DESCRIPTION OF THE TASK:
Every line with the word "Decryption" in it should be extracted from the data that follows.

===

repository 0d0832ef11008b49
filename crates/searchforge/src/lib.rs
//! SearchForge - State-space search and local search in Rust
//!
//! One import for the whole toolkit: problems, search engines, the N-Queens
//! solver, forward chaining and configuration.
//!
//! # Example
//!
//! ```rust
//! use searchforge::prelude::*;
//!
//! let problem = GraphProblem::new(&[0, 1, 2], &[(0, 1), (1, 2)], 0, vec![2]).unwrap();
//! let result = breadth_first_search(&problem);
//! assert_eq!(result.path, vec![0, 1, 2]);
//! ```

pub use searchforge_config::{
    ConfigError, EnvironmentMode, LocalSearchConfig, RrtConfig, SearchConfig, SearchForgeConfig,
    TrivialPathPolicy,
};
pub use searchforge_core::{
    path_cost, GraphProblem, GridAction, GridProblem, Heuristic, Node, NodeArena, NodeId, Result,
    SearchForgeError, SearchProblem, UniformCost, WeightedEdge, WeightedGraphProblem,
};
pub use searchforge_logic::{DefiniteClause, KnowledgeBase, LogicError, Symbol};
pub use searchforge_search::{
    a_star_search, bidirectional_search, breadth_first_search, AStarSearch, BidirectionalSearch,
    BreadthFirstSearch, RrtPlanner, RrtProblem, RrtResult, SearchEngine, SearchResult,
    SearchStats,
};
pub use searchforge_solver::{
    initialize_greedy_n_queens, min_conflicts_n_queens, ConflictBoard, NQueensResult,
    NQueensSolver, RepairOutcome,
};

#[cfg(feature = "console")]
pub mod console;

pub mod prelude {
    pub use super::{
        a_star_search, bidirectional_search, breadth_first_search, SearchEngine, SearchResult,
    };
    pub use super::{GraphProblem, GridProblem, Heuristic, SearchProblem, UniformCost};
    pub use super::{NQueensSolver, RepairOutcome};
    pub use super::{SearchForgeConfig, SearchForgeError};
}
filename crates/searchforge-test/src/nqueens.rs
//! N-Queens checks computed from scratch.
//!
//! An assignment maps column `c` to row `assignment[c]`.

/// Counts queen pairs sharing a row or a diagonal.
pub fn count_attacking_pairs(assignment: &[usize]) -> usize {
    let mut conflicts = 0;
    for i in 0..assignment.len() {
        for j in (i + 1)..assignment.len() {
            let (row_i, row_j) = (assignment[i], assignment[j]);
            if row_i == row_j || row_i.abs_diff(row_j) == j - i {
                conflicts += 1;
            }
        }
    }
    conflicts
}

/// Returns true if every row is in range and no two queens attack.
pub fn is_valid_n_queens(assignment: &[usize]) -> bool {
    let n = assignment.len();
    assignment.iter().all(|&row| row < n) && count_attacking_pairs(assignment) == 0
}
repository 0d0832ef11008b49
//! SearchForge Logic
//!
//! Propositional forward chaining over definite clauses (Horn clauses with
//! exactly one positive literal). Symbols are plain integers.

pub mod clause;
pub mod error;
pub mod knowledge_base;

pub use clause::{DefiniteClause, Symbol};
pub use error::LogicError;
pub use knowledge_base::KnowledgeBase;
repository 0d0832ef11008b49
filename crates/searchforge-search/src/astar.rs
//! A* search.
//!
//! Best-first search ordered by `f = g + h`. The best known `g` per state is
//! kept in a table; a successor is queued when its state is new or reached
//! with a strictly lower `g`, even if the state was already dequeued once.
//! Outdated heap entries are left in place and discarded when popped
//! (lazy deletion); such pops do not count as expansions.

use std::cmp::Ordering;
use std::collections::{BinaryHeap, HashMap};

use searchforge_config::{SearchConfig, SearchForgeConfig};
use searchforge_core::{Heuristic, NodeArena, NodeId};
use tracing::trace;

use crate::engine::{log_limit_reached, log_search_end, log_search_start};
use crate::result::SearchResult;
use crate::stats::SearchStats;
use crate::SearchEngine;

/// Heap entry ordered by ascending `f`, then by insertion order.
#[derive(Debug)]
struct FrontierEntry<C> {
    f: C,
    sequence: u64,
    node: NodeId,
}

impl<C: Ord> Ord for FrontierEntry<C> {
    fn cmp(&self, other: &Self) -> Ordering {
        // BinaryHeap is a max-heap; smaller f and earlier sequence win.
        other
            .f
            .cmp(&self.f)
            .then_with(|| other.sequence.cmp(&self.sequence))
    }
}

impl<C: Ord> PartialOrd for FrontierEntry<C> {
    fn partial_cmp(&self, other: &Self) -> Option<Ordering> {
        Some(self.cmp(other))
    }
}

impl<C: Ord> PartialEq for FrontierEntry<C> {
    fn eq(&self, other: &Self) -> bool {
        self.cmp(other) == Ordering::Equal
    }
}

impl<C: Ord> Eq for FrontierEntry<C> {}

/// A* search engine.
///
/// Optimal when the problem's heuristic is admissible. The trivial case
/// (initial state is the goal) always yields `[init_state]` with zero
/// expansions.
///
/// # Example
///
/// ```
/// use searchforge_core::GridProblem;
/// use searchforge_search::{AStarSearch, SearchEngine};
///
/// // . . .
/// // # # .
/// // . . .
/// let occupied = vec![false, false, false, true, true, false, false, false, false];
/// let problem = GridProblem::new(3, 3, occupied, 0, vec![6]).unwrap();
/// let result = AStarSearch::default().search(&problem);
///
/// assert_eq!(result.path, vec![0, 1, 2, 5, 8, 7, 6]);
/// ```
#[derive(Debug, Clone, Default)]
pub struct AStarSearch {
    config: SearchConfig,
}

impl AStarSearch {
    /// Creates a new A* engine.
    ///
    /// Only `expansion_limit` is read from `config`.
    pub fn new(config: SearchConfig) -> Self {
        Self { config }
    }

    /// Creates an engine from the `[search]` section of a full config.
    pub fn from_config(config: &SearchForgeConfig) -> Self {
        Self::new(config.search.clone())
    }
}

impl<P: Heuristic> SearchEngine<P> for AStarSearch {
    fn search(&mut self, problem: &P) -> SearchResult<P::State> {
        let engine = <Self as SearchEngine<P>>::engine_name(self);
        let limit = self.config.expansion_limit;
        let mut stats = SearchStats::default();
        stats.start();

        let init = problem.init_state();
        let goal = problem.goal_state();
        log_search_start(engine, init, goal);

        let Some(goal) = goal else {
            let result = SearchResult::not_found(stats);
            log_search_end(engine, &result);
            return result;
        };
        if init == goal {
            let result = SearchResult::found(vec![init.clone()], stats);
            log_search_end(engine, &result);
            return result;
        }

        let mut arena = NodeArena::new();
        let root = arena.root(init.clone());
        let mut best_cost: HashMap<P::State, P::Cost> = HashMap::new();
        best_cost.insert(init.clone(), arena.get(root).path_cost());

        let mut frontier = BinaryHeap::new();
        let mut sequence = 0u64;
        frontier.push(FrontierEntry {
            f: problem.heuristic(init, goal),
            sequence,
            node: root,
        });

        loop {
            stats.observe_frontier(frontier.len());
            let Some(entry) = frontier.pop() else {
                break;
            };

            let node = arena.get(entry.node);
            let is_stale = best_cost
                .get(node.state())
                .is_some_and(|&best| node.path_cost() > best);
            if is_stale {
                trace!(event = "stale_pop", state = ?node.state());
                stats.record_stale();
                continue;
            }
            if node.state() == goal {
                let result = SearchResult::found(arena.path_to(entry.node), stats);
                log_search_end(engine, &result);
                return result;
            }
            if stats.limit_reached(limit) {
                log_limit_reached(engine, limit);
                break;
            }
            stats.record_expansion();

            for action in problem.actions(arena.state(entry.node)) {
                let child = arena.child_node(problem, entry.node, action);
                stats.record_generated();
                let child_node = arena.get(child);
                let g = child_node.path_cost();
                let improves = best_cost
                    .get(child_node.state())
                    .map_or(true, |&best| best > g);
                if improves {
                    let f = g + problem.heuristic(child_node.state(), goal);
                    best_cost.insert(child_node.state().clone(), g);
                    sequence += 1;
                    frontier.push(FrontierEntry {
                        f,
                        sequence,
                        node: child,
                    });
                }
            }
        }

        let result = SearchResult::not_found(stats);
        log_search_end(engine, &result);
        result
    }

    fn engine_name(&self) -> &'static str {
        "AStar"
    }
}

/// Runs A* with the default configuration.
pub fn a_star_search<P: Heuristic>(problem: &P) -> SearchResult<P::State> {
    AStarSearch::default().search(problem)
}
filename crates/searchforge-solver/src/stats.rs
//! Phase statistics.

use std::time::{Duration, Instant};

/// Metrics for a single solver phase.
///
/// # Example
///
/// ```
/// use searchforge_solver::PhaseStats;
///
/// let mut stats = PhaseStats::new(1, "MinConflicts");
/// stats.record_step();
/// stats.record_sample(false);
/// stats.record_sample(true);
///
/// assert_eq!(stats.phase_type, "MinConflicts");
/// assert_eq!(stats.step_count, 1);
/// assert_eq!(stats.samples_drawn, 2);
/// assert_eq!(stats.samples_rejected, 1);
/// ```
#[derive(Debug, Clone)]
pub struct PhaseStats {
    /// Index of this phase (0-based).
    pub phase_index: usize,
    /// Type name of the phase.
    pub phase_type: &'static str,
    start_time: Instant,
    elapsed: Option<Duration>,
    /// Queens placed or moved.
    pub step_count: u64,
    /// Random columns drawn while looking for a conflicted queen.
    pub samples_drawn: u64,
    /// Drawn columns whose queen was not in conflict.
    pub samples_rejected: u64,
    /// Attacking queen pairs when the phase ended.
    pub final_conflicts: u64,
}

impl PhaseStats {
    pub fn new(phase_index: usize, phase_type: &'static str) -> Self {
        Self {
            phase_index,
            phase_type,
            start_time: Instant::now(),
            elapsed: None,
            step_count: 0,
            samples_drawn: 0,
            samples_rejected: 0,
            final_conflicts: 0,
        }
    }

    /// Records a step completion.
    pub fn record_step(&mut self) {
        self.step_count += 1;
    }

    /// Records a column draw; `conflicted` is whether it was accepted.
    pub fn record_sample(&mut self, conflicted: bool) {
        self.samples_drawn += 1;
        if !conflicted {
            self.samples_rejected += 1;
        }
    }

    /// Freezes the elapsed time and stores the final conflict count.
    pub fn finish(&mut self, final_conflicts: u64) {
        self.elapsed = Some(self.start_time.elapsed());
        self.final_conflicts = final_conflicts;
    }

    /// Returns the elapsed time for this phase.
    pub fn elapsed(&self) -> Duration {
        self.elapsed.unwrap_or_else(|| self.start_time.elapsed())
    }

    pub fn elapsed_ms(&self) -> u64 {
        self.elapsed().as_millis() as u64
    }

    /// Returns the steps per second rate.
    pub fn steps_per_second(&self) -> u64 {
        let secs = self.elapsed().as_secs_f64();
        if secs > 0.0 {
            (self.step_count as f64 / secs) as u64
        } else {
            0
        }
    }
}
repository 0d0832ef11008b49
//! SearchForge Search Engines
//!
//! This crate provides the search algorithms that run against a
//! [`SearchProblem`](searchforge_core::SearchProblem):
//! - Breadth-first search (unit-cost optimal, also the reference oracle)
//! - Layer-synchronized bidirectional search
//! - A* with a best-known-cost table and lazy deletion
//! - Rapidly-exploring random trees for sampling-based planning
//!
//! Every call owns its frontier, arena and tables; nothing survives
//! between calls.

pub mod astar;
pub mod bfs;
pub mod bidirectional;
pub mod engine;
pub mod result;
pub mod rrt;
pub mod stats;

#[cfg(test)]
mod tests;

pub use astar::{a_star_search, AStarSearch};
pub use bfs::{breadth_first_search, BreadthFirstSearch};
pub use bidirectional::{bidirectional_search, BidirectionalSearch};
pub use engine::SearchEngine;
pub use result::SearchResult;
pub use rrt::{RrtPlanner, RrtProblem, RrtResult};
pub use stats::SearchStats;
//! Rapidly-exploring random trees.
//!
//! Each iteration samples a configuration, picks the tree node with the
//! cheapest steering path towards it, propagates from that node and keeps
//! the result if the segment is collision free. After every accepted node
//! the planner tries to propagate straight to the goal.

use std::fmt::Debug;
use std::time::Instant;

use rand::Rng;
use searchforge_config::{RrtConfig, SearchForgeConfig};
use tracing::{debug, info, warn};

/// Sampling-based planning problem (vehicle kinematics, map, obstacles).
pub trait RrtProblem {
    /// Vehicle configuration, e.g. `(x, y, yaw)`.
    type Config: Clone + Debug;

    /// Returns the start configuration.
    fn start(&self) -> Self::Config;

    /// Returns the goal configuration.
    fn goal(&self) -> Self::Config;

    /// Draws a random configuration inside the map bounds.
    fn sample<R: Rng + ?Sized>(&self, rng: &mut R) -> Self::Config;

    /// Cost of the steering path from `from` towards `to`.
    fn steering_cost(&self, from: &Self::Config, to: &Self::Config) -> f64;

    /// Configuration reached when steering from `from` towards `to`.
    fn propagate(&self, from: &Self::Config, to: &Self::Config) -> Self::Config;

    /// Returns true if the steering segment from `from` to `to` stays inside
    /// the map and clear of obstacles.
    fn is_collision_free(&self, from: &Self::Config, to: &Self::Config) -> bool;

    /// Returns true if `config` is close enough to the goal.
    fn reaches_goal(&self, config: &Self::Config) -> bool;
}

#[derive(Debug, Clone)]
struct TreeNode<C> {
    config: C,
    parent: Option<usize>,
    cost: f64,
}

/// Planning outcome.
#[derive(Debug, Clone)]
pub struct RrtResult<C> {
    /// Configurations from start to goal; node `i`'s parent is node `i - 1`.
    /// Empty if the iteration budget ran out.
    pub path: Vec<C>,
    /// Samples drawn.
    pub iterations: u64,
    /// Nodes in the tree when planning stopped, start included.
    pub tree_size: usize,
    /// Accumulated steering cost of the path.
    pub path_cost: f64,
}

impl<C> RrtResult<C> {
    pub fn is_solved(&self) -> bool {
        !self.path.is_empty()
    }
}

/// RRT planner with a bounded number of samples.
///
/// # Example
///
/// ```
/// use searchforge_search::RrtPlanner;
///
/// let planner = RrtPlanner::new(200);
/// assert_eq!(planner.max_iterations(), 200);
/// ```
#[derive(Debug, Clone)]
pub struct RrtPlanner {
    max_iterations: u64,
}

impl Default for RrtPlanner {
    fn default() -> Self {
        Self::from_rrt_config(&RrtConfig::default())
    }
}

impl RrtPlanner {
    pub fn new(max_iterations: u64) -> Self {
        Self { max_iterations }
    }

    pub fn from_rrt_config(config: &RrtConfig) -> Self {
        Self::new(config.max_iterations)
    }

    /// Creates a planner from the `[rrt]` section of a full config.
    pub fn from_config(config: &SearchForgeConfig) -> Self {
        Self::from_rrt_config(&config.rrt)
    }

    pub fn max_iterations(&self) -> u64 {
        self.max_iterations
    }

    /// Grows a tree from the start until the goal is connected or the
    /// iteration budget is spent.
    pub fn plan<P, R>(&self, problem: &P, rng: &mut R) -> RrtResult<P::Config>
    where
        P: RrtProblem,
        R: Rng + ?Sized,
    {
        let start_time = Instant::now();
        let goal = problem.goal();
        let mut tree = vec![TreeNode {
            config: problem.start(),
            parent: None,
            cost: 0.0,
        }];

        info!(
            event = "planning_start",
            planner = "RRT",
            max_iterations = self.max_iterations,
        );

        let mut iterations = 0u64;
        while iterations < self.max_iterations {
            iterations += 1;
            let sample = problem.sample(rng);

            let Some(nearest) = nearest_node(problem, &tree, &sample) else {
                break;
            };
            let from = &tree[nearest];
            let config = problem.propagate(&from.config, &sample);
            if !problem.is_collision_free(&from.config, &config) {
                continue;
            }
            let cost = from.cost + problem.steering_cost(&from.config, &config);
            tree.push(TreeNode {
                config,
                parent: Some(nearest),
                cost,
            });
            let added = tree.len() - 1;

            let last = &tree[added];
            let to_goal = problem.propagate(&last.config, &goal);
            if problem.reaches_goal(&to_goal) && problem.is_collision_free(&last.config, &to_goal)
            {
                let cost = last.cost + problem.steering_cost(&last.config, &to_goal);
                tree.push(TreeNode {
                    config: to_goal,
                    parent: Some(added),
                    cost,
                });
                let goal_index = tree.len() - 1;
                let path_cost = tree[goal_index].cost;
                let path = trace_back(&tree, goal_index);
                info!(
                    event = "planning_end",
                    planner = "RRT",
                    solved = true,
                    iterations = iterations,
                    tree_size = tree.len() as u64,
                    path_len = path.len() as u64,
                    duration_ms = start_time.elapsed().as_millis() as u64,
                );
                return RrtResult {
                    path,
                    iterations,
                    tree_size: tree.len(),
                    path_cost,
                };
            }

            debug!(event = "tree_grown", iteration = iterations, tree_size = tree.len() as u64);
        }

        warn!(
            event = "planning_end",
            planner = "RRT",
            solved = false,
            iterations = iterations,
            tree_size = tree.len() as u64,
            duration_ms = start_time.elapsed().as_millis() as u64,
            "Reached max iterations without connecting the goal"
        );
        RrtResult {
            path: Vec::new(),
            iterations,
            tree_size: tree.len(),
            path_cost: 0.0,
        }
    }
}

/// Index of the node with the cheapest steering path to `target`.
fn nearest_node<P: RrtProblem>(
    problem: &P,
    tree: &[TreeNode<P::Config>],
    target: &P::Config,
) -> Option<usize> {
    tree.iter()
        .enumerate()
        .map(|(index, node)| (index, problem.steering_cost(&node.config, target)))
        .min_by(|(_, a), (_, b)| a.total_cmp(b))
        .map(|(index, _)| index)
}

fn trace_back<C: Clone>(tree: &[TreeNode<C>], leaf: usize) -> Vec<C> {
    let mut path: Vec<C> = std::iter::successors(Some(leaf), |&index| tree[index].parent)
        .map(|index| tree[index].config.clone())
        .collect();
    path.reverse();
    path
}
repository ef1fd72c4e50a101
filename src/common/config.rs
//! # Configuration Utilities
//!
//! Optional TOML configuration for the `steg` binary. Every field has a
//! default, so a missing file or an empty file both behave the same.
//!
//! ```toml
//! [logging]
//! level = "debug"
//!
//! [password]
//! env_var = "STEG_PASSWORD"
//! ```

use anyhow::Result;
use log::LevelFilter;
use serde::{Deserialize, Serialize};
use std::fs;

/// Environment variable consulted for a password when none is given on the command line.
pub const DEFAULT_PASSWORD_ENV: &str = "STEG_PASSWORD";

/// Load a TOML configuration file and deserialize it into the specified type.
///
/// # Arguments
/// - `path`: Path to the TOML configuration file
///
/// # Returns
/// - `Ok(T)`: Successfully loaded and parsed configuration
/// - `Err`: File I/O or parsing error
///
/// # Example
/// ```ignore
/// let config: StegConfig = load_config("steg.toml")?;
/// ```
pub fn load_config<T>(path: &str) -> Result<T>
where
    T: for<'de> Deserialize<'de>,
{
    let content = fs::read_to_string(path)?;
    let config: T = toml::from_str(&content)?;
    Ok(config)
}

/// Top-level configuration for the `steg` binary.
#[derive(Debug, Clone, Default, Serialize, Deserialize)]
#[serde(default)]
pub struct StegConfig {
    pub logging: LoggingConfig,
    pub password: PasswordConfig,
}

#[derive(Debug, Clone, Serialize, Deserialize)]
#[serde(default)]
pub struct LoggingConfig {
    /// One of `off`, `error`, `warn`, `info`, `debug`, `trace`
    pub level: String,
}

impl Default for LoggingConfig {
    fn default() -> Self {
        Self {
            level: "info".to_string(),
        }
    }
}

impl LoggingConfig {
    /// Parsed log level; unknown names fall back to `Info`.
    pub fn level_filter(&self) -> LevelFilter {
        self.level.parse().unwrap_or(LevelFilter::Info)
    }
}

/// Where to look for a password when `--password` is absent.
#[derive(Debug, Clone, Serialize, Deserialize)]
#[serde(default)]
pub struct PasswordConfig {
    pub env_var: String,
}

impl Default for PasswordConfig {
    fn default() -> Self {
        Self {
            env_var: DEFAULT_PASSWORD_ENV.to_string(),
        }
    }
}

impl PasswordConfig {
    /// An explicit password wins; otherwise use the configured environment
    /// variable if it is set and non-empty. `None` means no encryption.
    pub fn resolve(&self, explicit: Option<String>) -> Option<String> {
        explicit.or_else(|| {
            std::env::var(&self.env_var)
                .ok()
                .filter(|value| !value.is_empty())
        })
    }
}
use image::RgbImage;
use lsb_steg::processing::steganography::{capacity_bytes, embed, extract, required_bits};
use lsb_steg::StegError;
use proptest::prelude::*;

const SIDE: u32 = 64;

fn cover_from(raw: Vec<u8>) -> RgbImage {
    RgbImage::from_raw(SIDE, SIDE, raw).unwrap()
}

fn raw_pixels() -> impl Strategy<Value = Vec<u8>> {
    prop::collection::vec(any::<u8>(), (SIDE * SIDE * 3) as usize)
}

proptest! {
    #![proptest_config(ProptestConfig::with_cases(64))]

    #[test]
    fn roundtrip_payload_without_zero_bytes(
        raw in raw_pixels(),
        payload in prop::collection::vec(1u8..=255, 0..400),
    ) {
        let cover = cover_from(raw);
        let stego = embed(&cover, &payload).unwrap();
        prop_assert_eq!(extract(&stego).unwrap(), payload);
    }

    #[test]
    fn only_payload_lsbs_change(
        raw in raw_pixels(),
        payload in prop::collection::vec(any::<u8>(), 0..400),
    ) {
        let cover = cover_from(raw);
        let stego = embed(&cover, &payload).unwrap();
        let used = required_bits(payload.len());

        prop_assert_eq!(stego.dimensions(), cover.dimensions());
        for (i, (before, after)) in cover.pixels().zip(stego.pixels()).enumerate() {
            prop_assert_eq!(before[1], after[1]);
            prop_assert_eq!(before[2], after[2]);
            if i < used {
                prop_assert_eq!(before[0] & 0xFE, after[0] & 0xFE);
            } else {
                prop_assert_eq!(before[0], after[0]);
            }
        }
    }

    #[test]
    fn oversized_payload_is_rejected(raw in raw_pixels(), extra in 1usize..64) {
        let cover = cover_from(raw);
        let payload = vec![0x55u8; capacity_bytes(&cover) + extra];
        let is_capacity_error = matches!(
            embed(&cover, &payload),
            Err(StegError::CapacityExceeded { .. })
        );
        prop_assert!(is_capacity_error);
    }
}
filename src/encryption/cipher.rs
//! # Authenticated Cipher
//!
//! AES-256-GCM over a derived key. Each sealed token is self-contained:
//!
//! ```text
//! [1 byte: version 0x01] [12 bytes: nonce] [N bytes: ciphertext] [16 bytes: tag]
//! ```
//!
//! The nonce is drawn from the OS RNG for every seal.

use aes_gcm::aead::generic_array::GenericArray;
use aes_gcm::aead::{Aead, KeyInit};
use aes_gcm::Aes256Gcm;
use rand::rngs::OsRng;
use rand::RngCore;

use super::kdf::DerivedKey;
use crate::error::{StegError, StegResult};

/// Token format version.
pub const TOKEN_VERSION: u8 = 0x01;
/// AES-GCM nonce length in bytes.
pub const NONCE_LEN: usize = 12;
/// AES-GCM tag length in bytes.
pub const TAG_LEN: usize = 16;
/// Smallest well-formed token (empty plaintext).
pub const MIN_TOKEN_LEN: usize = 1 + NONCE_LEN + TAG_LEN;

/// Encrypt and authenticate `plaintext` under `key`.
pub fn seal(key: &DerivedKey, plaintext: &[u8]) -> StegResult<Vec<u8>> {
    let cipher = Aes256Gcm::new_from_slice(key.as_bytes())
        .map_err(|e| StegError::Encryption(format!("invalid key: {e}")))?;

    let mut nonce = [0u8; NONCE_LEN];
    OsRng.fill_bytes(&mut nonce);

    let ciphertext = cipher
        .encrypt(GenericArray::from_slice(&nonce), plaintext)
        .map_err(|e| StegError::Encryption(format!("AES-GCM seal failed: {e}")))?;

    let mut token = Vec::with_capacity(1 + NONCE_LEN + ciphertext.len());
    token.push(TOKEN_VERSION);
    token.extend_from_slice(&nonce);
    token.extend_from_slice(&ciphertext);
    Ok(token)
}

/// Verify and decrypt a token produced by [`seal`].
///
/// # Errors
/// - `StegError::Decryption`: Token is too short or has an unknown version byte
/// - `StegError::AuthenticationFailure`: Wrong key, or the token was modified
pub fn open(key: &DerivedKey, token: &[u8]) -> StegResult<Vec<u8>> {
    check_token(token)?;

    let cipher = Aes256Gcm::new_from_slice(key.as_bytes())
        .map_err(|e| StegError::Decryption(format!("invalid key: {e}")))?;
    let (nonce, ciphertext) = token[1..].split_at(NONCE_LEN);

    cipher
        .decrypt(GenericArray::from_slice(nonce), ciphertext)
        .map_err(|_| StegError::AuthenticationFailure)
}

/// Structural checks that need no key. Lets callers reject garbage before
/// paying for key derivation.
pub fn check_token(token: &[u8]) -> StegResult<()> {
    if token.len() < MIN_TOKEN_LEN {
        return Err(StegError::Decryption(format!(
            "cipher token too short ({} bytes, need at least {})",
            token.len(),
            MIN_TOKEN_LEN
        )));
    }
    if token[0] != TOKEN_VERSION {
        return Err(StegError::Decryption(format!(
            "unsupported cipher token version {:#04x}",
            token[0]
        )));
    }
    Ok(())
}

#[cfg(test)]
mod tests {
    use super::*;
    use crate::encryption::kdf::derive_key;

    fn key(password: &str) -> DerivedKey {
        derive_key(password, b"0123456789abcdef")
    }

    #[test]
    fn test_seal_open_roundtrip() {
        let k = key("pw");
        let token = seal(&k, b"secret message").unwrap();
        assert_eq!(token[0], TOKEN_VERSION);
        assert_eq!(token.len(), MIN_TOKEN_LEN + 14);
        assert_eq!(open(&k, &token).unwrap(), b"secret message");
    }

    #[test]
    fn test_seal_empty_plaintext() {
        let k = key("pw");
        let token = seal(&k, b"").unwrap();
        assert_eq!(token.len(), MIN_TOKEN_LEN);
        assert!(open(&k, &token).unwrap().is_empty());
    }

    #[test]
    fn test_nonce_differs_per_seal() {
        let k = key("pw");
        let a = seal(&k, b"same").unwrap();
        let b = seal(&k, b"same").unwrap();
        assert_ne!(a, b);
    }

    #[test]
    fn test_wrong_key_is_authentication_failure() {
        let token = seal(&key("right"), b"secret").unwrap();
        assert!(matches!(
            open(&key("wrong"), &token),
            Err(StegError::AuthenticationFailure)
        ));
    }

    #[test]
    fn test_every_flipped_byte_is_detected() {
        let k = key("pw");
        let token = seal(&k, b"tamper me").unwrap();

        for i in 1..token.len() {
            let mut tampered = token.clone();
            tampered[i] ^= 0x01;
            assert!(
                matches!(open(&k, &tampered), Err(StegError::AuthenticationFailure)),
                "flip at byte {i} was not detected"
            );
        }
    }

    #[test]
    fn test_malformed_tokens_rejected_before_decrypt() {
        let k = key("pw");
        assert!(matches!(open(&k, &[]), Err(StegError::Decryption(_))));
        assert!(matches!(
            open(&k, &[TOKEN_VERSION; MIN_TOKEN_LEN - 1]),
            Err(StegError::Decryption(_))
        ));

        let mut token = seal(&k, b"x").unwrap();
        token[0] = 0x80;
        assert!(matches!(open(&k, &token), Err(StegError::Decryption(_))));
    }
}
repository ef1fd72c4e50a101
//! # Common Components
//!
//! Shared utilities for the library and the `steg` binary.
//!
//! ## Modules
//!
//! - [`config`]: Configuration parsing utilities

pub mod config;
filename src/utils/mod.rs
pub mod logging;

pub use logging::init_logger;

===

FINISHED TASK:
/// - `StegError::Decryption`: Token is too short or has an unknown version byte
        .map_err(|e| StegError::Decryption(format!("invalid key: {e}")))?;
        return Err(StegError::Decryption(format!(
        return Err(StegError::Decryption(format!(
        assert!(matches!(open(&k, &[]), Err(StegError::Decryption(_))));
            Err(StegError::Decryption(_))
        assert!(matches!(open(&k, &token), Err(StegError::Decryption(_))));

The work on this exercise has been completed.